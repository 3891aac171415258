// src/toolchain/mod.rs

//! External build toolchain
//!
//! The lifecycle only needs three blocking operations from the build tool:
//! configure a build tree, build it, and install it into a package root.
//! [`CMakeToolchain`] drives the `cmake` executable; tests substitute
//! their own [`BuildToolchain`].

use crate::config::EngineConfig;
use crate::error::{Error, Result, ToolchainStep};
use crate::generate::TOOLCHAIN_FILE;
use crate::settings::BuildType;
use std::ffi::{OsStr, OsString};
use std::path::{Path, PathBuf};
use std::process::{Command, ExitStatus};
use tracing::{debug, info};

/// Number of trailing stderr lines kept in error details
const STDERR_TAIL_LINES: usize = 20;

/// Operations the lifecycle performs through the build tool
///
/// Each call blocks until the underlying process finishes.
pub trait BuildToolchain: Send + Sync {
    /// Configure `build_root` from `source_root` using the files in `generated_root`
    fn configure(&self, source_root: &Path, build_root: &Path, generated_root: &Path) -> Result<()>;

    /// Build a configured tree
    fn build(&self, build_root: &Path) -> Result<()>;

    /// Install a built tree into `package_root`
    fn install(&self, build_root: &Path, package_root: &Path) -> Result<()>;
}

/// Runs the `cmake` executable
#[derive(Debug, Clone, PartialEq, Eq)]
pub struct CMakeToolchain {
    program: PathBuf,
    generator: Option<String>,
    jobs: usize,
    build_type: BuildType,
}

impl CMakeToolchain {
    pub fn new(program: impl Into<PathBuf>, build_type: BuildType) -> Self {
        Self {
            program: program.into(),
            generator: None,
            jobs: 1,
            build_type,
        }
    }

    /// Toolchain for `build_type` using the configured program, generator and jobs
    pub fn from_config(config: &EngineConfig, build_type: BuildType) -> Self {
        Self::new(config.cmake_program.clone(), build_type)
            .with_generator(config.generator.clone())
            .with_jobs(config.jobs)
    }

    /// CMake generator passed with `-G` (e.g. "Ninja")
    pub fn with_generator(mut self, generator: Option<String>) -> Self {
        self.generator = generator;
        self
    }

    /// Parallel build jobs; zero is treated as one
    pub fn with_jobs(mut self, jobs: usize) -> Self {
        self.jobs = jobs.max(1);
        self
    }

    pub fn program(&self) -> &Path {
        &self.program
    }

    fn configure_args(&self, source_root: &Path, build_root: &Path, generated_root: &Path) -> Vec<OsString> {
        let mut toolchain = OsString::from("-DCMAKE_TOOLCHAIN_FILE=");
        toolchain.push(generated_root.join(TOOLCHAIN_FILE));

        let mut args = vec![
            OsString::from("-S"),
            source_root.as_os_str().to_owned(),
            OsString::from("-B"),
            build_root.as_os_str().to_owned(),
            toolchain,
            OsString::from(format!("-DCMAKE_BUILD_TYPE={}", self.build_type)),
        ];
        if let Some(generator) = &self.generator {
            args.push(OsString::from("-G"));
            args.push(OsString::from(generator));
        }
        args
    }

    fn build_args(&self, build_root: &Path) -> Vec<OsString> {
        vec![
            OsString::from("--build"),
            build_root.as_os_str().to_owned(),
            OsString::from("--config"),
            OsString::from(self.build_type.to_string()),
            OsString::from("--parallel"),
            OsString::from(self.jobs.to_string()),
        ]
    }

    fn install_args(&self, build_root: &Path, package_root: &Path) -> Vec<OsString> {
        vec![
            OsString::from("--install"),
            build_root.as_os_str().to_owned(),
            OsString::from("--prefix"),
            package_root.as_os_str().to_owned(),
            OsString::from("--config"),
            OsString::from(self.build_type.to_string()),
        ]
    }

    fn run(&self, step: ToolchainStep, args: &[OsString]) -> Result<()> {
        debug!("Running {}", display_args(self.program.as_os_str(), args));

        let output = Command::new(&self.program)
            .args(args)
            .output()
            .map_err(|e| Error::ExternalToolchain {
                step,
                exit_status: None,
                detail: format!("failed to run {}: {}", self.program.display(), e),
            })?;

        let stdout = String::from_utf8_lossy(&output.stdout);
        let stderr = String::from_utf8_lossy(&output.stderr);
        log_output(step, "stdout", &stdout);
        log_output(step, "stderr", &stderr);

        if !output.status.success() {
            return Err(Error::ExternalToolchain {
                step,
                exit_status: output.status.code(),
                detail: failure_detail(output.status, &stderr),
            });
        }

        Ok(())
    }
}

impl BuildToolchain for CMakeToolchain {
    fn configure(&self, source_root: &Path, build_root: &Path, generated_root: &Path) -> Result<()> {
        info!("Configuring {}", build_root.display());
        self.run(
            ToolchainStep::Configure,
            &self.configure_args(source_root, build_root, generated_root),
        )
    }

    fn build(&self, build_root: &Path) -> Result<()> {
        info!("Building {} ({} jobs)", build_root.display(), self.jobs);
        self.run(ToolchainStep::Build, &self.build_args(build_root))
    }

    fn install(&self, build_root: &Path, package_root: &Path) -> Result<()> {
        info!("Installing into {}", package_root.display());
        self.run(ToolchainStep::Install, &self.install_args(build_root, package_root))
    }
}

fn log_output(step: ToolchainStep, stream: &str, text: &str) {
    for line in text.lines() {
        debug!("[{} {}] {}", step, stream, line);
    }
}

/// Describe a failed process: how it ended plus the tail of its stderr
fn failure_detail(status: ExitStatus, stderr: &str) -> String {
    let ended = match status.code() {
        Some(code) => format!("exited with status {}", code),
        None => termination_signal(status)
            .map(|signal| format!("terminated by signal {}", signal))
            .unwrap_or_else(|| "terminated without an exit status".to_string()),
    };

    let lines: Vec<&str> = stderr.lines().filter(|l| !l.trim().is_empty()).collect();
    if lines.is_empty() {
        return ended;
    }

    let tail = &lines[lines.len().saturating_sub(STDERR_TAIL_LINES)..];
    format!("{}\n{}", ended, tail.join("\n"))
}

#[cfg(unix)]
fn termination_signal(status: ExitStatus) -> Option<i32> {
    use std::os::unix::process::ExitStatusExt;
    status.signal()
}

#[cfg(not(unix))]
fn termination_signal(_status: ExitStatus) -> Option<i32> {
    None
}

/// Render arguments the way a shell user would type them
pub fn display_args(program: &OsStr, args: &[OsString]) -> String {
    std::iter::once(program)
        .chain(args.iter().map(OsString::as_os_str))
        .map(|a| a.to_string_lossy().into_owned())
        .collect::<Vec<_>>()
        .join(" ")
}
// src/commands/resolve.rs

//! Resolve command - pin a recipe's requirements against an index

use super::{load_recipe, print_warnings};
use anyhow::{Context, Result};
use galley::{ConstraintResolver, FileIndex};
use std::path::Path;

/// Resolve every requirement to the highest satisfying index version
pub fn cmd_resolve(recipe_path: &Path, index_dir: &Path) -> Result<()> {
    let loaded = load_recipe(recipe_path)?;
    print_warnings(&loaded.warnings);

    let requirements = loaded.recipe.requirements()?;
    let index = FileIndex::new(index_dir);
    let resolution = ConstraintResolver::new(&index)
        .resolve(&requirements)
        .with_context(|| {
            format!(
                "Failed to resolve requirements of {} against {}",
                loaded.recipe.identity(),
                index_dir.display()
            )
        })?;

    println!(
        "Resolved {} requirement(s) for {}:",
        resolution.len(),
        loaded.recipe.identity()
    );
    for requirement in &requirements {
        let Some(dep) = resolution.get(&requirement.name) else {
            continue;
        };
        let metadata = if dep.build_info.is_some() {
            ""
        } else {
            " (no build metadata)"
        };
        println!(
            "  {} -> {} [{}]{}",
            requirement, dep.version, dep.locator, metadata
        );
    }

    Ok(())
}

============================================================

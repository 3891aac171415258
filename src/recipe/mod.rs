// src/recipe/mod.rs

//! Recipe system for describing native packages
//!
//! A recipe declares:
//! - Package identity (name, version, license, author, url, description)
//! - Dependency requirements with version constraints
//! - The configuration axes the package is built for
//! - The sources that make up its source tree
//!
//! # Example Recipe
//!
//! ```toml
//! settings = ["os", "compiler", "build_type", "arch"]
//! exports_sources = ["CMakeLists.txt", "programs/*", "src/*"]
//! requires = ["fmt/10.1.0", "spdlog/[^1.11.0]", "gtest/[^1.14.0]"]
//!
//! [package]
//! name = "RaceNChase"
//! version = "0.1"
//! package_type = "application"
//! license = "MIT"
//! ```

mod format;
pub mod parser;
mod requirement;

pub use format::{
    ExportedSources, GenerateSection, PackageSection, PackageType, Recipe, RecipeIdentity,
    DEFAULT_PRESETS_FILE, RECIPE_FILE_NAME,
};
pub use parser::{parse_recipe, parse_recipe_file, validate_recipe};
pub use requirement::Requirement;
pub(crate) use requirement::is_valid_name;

============================================================

Exercise brief » What you give back should be only the lines of the records above, starting at the line with "args.push(OsString::from(generator));" and ending at the line with "fn run(&self, step: ToolchainStep, args: &[OsString])", restated word for word.

Written answer »
            args.push(OsString::from(generator));
        }
        args
    }

    fn build_args(&self, build_root: &Path) -> Vec<OsString> {
        vec![
            OsString::from("--build"),
            build_root.as_os_str().to_owned(),
            OsString::from("--config"),
            OsString::from(self.build_type.to_string()),
            OsString::from("--parallel"),
            OsString::from(self.jobs.to_string()),
        ]
    }

    fn install_args(&self, build_root: &Path, package_root: &Path) -> Vec<OsString> {
        vec![
            OsString::from("--install"),
            build_root.as_os_str().to_owned(),
            OsString::from("--prefix"),
            package_root.as_os_str().to_owned(),
            OsString::from("--config"),
            OsString::from(self.build_type.to_string()),
        ]
    }

    fn run(&self, step: ToolchainStep, args: &[OsString]) -> Result<()> {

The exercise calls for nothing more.